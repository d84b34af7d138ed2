//! Handler for the AI-assisted narrative tool.

use axum::extract::State;
use axum::response::IntoResponse;
use axum::Json;
use serde::{Deserialize, Serialize};

use atelier_core::types::Language;

use crate::error::{AppError, AppResult};
use crate::response::DataResponse;
use crate::state::AppState;

#[derive(Debug, Deserialize)]
#[serde(rename_all = "camelCase")]
pub struct NarrativeRequest {
    pub prompt: String,
    #[serde(default)]
    pub lang: Option<String>,
}

#[derive(Debug, Serialize)]
pub struct NarrativeResponse {
    pub text: String,
}

/// POST /api/v1/narrative
///
/// Draft a project description from a short concept brief. Returns 503
/// when no text-generation credentials are configured.
pub async fn generate(
    State(state): State<AppState>,
    Json(request): Json<NarrativeRequest>,
) -> AppResult<impl IntoResponse> {
    let generator = state.generator.as_ref().ok_or_else(|| {
        AppError::ServiceUnavailable("Text generation is not configured".to_string())
    })?;

    let brief = request.prompt.trim();
    if brief.is_empty() {
        return Err(AppError::BadRequest("Prompt must not be empty".to_string()));
    }

    let lang = request
        .lang
        .as_deref()
        .map(Language::from_code)
        .unwrap_or_default();

    let text = generator.generate(brief, lang).await?;

    tracing::info!(lang = %lang, "Narrative generated");
    Ok(Json(DataResponse {
        data: NarrativeResponse { text },
    }))
}
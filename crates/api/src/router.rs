//! Shared application router builder.
//!
//! Provides [`build_app_router`] so both the production binary (`main.rs`)
//! and integration tests use the exact same middleware stack.

use std::time::Duration;

use axum::http::header::CONTENT_TYPE;
use axum::http::{HeaderName, Method, StatusCode};
use axum::Router;
use tower_http::catch_panic::CatchPanicLayer;
use tower_http::cors::CorsLayer;
use tower_http::request_id::{MakeRequestUuid, PropagateRequestIdLayer, SetRequestIdLayer};
use tower_http::timeout::TimeoutLayer;
use tower_http::trace::{DefaultMakeSpan, DefaultOnResponse, TraceLayer};
use tracing::Level;

use crate::config::ServerConfig;
use crate::pin::ADMIN_PIN_HEADER;
use crate::routes;
use crate::state::AppState;

/// Build the full application [`Router`] with all middleware layers.
///
/// The middleware stack is applied bottom-up:
///
/// 1. CORS
/// 2. Set request ID on incoming requests
/// 3. Structured request/response tracing
/// 4. Propagate request ID to response
/// 5. Request timeout
/// 6. Panic recovery (catch panics, return 500)
pub fn build_app_router(state: AppState, config: &ServerConfig) -> Router {
    let cors = build_cors_layer(config);
    let request_id_header = HeaderName::from_static("x-request-id");

    Router::new()
        // Health check at root level (not under /api/v1).
        .merge(routes::health_router())
        // API v1 routes.
        .nest("/api/v1", routes::api_routes())
        // -- Middleware stack (applied bottom-up) --
        // Panic recovery: catch panics and return 500 JSON.
        .layer(CatchPanicLayer::new())
        // Request timeout.
        .layer(TimeoutLayer::with_status_code(
            StatusCode::REQUEST_TIMEOUT,
            Duration::from_secs(config.request_timeout_secs),
        ))
        // Propagate request ID to response.
        .layer(PropagateRequestIdLayer::new(request_id_header.clone()))
        // Structured request/response tracing.
        .layer(
            TraceLayer::new_for_http()
                .make_span_with(DefaultMakeSpan::new().level(Level::INFO))
                .on_response(DefaultOnResponse::new().level(Level::INFO)),
        )
        // Set request ID on incoming requests.
        .layer(SetRequestIdLayer::new(request_id_header, MakeRequestUuid))
        // CORS.
        .layer(cors)
        // Shared state.
        .with_state(state)
}

/// Build the CORS middleware layer from server configuration.
///
/// Panics at startup if any configured origin is invalid, which is the
/// desired behaviour -- we want misconfiguration to fail fast.
pub fn build_cors_layer(config: &ServerConfig) -> CorsLayer {
    let origins: Vec<_> = config
        .cors_origins
        .iter()
        .map(|o| {
            o.parse()
                .unwrap_or_else(|e| panic!("Invalid CORS origin '{o}': {e}"))
        })
        .collect();

    CorsLayer::new()
        .allow_origin(origins)
        .allow_methods([Method::GET, Method::POST, Method::PUT, Method::DELETE])
        .allow_headers([CONTENT_TYPE, HeaderName::from_static(ADMIN_PIN_HEADER)])
        .allow_credentials(true)
        .max_age(Duration::from_secs(3600))
}
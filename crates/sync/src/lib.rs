//! Synchronization between the remote document store, the local snapshot
//! store, and in-memory content state.
//!
//! The [`coordinator::SyncCoordinator`] owns all published content; the
//! [`watcher::ContentWatcher`] keeps it in step with the remote store
//! when one is configured; [`events::ContentEvents`] fans change
//! notifications out to consumers.

pub mod coordinator;
pub mod error;
pub mod events;
pub mod state;
pub mod watcher;

pub use coordinator::SyncCoordinator;
pub use error::SyncError;
pub use events::{ContentEvent, ContentEvents};
pub use watcher::ContentWatcher;
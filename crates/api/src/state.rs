use std::sync::Arc;

use atelier_ai::NarrativeGenerator;
use atelier_sync::SyncCoordinator;

use crate::config::ServerConfig;

/// Shared application state available to all Axum handlers via `State<AppState>`.
///
/// This is cheaply cloneable (inner data is behind `Arc`).
#[derive(Clone)]
pub struct AppState {
    /// Owner of all published content and the only writer to it.
    pub coordinator: Arc<SyncCoordinator>,
    /// Server configuration (admin PIN, timeouts).
    pub config: Arc<ServerConfig>,
    /// Text-generation client; `None` when no credentials are configured.
    pub generator: Option<Arc<NarrativeGenerator>>,
}
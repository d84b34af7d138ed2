use axum::http::StatusCode;
use axum::response::{IntoResponse, Response};
use serde_json::json;

use atelier_ai::AiError;
use atelier_core::error::CoreError;
use atelier_sync::SyncError;

/// Application-level error type for HTTP handlers.
///
/// Wraps the domain and sync errors and adds HTTP-specific variants.
/// Implements [`IntoResponse`] to produce consistent JSON error responses.
#[derive(Debug, thiserror::Error)]
pub enum AppError {
    /// A domain-level error from `atelier_core`.
    #[error(transparent)]
    Core(#[from] CoreError),

    /// A synchronization error from `atelier_sync`.
    #[error(transparent)]
    Sync(#[from] SyncError),

    /// A text-generation error from `atelier_ai`.
    #[error(transparent)]
    Ai(#[from] AiError),

    /// A bad request with a human-readable message.
    #[error("Bad request: {0}")]
    BadRequest(String),

    /// A disabled optional feature was requested.
    #[error("Service unavailable: {0}")]
    ServiceUnavailable(String),
}

/// Convenience type alias for handler return values.
pub type AppResult<T> = Result<T, AppError>;

impl IntoResponse for AppError {
    fn into_response(self) -> Response {
        let (status, code, message) = match &self {
            AppError::Core(core) => classify_core_error(core),

            AppError::Sync(sync) => match sync {
                SyncError::Core(core) => classify_core_error(core),
                SyncError::Store(err) => {
                    tracing::error!(error = %err, "Content store error");
                    (
                        StatusCode::BAD_GATEWAY,
                        "STORE_ERROR",
                        "The content store rejected the operation".to_string(),
                    )
                }
            },

            AppError::Ai(err) => {
                tracing::error!(error = %err, "Text generation error");
                (
                    StatusCode::BAD_GATEWAY,
                    "GENERATION_ERROR",
                    "Text generation failed".to_string(),
                )
            }

            AppError::BadRequest(msg) => (StatusCode::BAD_REQUEST, "BAD_REQUEST", msg.clone()),

            AppError::ServiceUnavailable(msg) => {
                (StatusCode::SERVICE_UNAVAILABLE, "UNAVAILABLE", msg.clone())
            }
        };

        let body = json!({
            "error": message,
            "code": code,
        });

        (status, axum::Json(body)).into_response()
    }
}

fn classify_core_error(core: &CoreError) -> (StatusCode, &'static str, String) {
    match core {
        CoreError::NotFound { entity, id } => (
            StatusCode::NOT_FOUND,
            "NOT_FOUND",
            format!("{entity} with id {id} not found"),
        ),
        CoreError::Validation(msg) => (StatusCode::BAD_REQUEST, "VALIDATION_ERROR", msg.clone()),
        CoreError::Unauthorized(msg) => (StatusCode::UNAUTHORIZED, "UNAUTHORIZED", msg.clone()),
        CoreError::Internal(msg) => {
            tracing::error!(error = %msg, "Internal core error");
            (
                StatusCode::INTERNAL_SERVER_ERROR,
                "INTERNAL_ERROR",
                "An internal error occurred".to_string(),
            )
        }
    }
}
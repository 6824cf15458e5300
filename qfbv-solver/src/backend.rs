//! The decision-procedure contract.
//!
//! A backend is a black box that can decide a boolean query, report a
//! satisfying assignment, and enumerate values of a bit-vector term under
//! a context formula. Every call is self-contained: backends reset their
//! own state per query, and a top-level conjunction is asserted one
//! conjunct at a time.

use qfbv_core::{Assignment, BoolExprPtr, BvConst, BvExprPtr};

/// Outcome of a satisfiability check.
#[derive(Debug, Clone, Copy, PartialEq, Eq)]
#[repr(u8)]
pub enum CheckResult {
    /// The backend failed.
    Error = 0,
    /// The query is satisfiable.
    Sat = 1,
    /// The query is unsatisfiable.
    Unsat = 2,
    /// The backend could not decide within its own limits.
    Unknown = 3,
}

impl CheckResult {
    /// True iff the result is [`CheckResult::Sat`].
    #[must_use]
    pub fn is_sat(self) -> bool {
        matches!(self, CheckResult::Sat)
    }
}

/// A black-box decision procedure for QF_BV queries.
pub trait Backend {
    /// Decides the query.
    fn check(&mut self, query: &BoolExprPtr) -> CheckResult;

    /// The satisfying assignment found by the last successful call, keyed
    /// by symbol name. Empty if no model is available.
    fn model(&self) -> Assignment;

    /// Up to `n` distinct values of `bv` under the context `pi`, found by
    /// repeatedly solving and excluding previous answers. Updates the
    /// model to the assignment behind the last value.
    fn eval_upto(&mut self, bv: &BvExprPtr, pi: &BoolExprPtr, n: usize) -> Vec<BvConst>;
}
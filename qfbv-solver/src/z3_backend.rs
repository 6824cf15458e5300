//! Z3 backend.
//!
//! Translates the expression DAG to Z3's AST, memoised by node id so
//! shared subterms convert once. Checks are stateless: each call builds a
//! fresh context and solver, asserts the query (one conjunct at a time for
//! a top-level conjunction) and extracts the model eagerly, so nothing
//! borrowed from the context outlives the call. Values wider than 64 bits
//! are read back in 64-bit slices.

use num_bigint::BigUint;
use num_traits::Zero;
use qfbv_core::{
    Assignment, BoolExpr, BoolExprPtr, BoolNaryOp, BvBinOp, BvConst, BvExpr, BvExprPtr,
    BvNaryOp, BvUnOp, BvWidth, CmpOp, ExprId,
};
use rustc_hash::FxHashMap;
use z3::ast::{Ast, Bool, BV};
use z3::{Config, Context, SatResult, Solver as Z3Solver};

use crate::backend::{Backend, CheckResult};

/// Backend over the Z3 SMT solver.
#[derive(Clone, Default)]
pub struct Z3Backend {
    model: Assignment,
}

impl Z3Backend {
    /// Creates a Z3 backend.
    #[must_use]
    pub fn new() -> Self {
        Self::default()
    }
}

struct Converter<'ctx> {
    ctx: &'ctx Context,
    bv_cache: FxHashMap<ExprId, BV<'ctx>>,
    bool_cache: FxHashMap<ExprId, Bool<'ctx>>,
    // Symbols seen while converting the current query.
    symbols: Vec<(String, BvWidth, BV<'ctx>)>,
}

fn const_to_z3<'ctx>(ctx: &'ctx Context, c: &BvConst) -> BV<'ctx> {
    let width = c.width();
    if width <= 64 {
        return BV::from_u64(ctx, c.as_u64(), width);
    }
    // Assemble wide constants from 64-bit slices, most significant first.
    let chunks = width.div_ceil(64);
    let top_width = width - 64 * (chunks - 1);
    let top = c
        .slice(width - 1, 64 * (chunks - 1))
        .expect("chunk range is in bounds");
    let mut acc = BV::from_u64(ctx, top.as_u64(), top_width);
    for i in (0..chunks - 1).rev() {
        let chunk = c
            .slice(64 * i + 63, 64 * i)
            .expect("chunk range is in bounds");
        acc = acc.concat(&BV::from_u64(ctx, chunk.as_u64(), 64));
    }
    acc
}

fn read_z3_value(model: &z3::Model<'_>, ast: &BV<'_>, width: BvWidth) -> Option<BvConst> {
    if width <= 64 {
        let v = model.eval(ast, true)?.as_u64()?;
        return Some(BvConst::from_biguint(BigUint::from(v), width));
    }
    let mut value = BigUint::zero();
    let chunks = width.div_ceil(64);
    for i in (0..chunks).rev() {
        let high = (width - 1).min(64 * i + 63);
        let chunk = model.eval(&ast.extract(high, 64 * i), true)?.as_u64()?;
        value = (value << (high - 64 * i + 1)) | BigUint::from(chunk);
    }
    Some(BvConst::from_biguint(value, width))
}

impl<'ctx> Converter<'ctx> {
    fn new(ctx: &'ctx Context) -> Self {
        Self {
            ctx,
            bv_cache: FxHashMap::default(),
            bool_cache: FxHashMap::default(),
            symbols: Vec::new(),
        }
    }

    fn convert_bv(&mut self, e: &BvExprPtr) -> BV<'ctx> {
        if let Some(hit) = self.bv_cache.get(&e.id()) {
            return hit.clone();
        }
        let result = match e.expr() {
            BvExpr::Sym { name, width } => {
                let ast = BV::new_const(self.ctx, name.as_str(), *width);
                self.symbols.push((name.clone(), *width, ast.clone()));
                ast
            }
            BvExpr::Const(c) => const_to_z3(self.ctx, c),
            BvExpr::Unary { op, child } => {
                let child = self.convert_bv(child);
                match op {
                    BvUnOp::Not => child.bvnot(),
                    BvUnOp::Neg => child.bvneg(),
                }
            }
            BvExpr::Nary { op, children } => {
                let mut acc = self.convert_bv(&children[0]);
                for c in &children[1..] {
                    let c = self.convert_bv(c);
                    acc = match op {
                        BvNaryOp::And => acc.bvand(&c),
                        BvNaryOp::Or => acc.bvor(&c),
                        BvNaryOp::Xor => acc.bvxor(&c),
                        BvNaryOp::Add => acc.bvadd(&c),
                        BvNaryOp::Mul => acc.bvmul(&c),
                    };
                }
                acc
            }
            BvExpr::Binary { op, lhs, rhs } => {
                let lhs = self.convert_bv(lhs);
                let rhs = self.convert_bv(rhs);
                match op {
                    BvBinOp::Shl => lhs.bvshl(&rhs),
                    BvBinOp::LShr => lhs.bvlshr(&rhs),
                    BvBinOp::AShr => lhs.bvashr(&rhs),
                    BvBinOp::SDiv => lhs.bvsdiv(&rhs),
                    BvBinOp::UDiv => lhs.bvudiv(&rhs),
                    BvBinOp::SRem => lhs.bvsrem(&rhs),
                    BvBinOp::URem => lhs.bvurem(&rhs),
                }
            }
            BvExpr::Extract { child, high, low } => self.convert_bv(child).extract(*high, *low),
            BvExpr::Concat { children } => {
                let mut acc = self.convert_bv(&children[0]);
                for c in &children[1..] {
                    let c = self.convert_bv(c);
                    acc = acc.concat(&c);
                }
                acc
            }
            BvExpr::Extend { signed, n, child } => {
                let child = self.convert_bv(child);
                if *signed {
                    child.sign_ext(*n)
                } else {
                    child.zero_ext(*n)
                }
            }
            BvExpr::Ite {
                cond,
                then_expr,
                else_expr,
            } => {
                let cond = self.convert_bool(cond);
                cond.ite(&self.convert_bv(then_expr), &self.convert_bv(else_expr))
            }
        };
        self.bv_cache.insert(e.id(), result.clone());
        result
    }

    fn convert_bool(&mut self, e: &BoolExprPtr) -> Bool<'ctx> {
        if let Some(hit) = self.bool_cache.get(&e.id()) {
            return hit.clone();
        }
        let result = match e.expr() {
            BoolExpr::Const(b) => Bool::from_bool(self.ctx, *b),
            BoolExpr::Not(child) => self.convert_bool(child).not(),
            BoolExpr::Nary { op, children } => {
                let converted: Vec<Bool<'ctx>> =
                    children.iter().map(|c| self.convert_bool(c)).collect();
                let refs: Vec<&Bool<'ctx>> = converted.iter().collect();
                match op {
                    BoolNaryOp::And => Bool::and(self.ctx, &refs),
                    BoolNaryOp::Or => Bool::or(self.ctx, &refs),
                }
            }
            BoolExpr::Cmp { op, lhs, rhs } => {
                let lhs = self.convert_bv(lhs);
                let rhs = self.convert_bv(rhs);
                match op {
                    CmpOp::Ult => lhs.bvult(&rhs),
                    CmpOp::Ule => lhs.bvule(&rhs),
                    CmpOp::Ugt => lhs.bvugt(&rhs),
                    CmpOp::Uge => lhs.bvuge(&rhs),
                    CmpOp::Slt => lhs.bvslt(&rhs),
                    CmpOp::Sle => lhs.bvsle(&rhs),
                    CmpOp::Sgt => lhs.bvsgt(&rhs),
                    CmpOp::Sge => lhs.bvsge(&rhs),
                    CmpOp::Eq => lhs._eq(&rhs),
                }
            }
        };
        self.bool_cache.insert(e.id(), result.clone());
        result
    }
}

fn assert_conjuncts<'ctx>(
    solver: &Z3Solver<'ctx>,
    conv: &mut Converter<'ctx>,
    query: &BoolExprPtr,
) {
    match query.expr() {
        BoolExpr::Nary {
            op: BoolNaryOp::And,
            children,
        } => {
            for c in children {
                let converted = conv.convert_bool(c);
                solver.assert(&converted);
            }
        }
        _ => {
            let converted = conv.convert_bool(query);
            solver.assert(&converted);
        }
    }
}

fn extract_model(model: &z3::Model<'_>, conv: &Converter<'_>) -> Assignment {
    let mut assignment = Assignment::default();
    for (name, width, ast) in &conv.symbols {
        if let Some(value) = read_z3_value(model, ast, *width) {
            assignment.insert(name.clone(), value);
        }
    }
    assignment
}

impl Backend for Z3Backend {
    fn check(&mut self, query: &BoolExprPtr) -> CheckResult {
        let cfg = Config::new();
        let ctx = Context::new(&cfg);
        let solver = Z3Solver::new(&ctx);
        let mut conv = Converter::new(&ctx);
        assert_conjuncts(&solver, &mut conv, query);

        match solver.check() {
            SatResult::Sat => {
                if let Some(model) = solver.get_model() {
                    self.model = extract_model(&model, &conv);
                }
                CheckResult::Sat
            }
            SatResult::Unsat => CheckResult::Unsat,
            SatResult::Unknown => CheckResult::Unknown,
        }
    }

    fn model(&self) -> Assignment {
        self.model.clone()
    }

    fn eval_upto(&mut self, bv: &BvExprPtr, pi: &BoolExprPtr, n: usize) -> Vec<BvConst> {
        let cfg = Config::new();
        let ctx = Context::new(&cfg);
        let solver = Z3Solver::new(&ctx);
        let mut conv = Converter::new(&ctx);
        let bv_ast = conv.convert_bv(bv);
        assert_conjuncts(&solver, &mut conv, pi);

        let mut values = Vec::new();
        while values.len() < n {
            if solver.check() != SatResult::Sat {
                break;
            }
            let Some(model) = solver.get_model() else {
                break;
            };
            let Some(value) = read_z3_value(&model, &bv_ast, bv.width()) else {
                break;
            };
            self.model = extract_model(&model, &conv);
            solver.assert(&bv_ast._eq(&const_to_z3(&ctx, &value)).not());
            values.push(value);
        }
        values
    }
}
════════════════════
# INSTRUCTIONS FOR THE TASK:
Some lines above may contain the string "expect". State how many of them the records have, and nothing more.

# REPLY:
2